[Stored items]
※ ※ ※

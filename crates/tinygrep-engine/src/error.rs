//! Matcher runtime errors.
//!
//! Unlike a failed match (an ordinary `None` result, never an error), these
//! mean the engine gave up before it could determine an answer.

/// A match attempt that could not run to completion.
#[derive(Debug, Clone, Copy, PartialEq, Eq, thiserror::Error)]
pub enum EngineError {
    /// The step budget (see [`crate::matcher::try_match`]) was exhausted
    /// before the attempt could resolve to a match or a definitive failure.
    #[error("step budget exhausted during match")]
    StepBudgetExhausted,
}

※ ※ ※

The line with "#[derive(Debug, Clone, Copy, PartialEq, Eq, thiserror::Error)]" and every line after it up to the end of the entries: output those exactly, and only those.

EXPECTED ANSWER:
#[derive(Debug, Clone, Copy, PartialEq, Eq, thiserror::Error)]
pub enum EngineError {
    /// The step budget (see [`crate::matcher::try_match`]) was exhausted
    /// before the attempt could resolve to a match or a definitive failure.
    #[error("step budget exhausted during match")]
    StepBudgetExhausted,
}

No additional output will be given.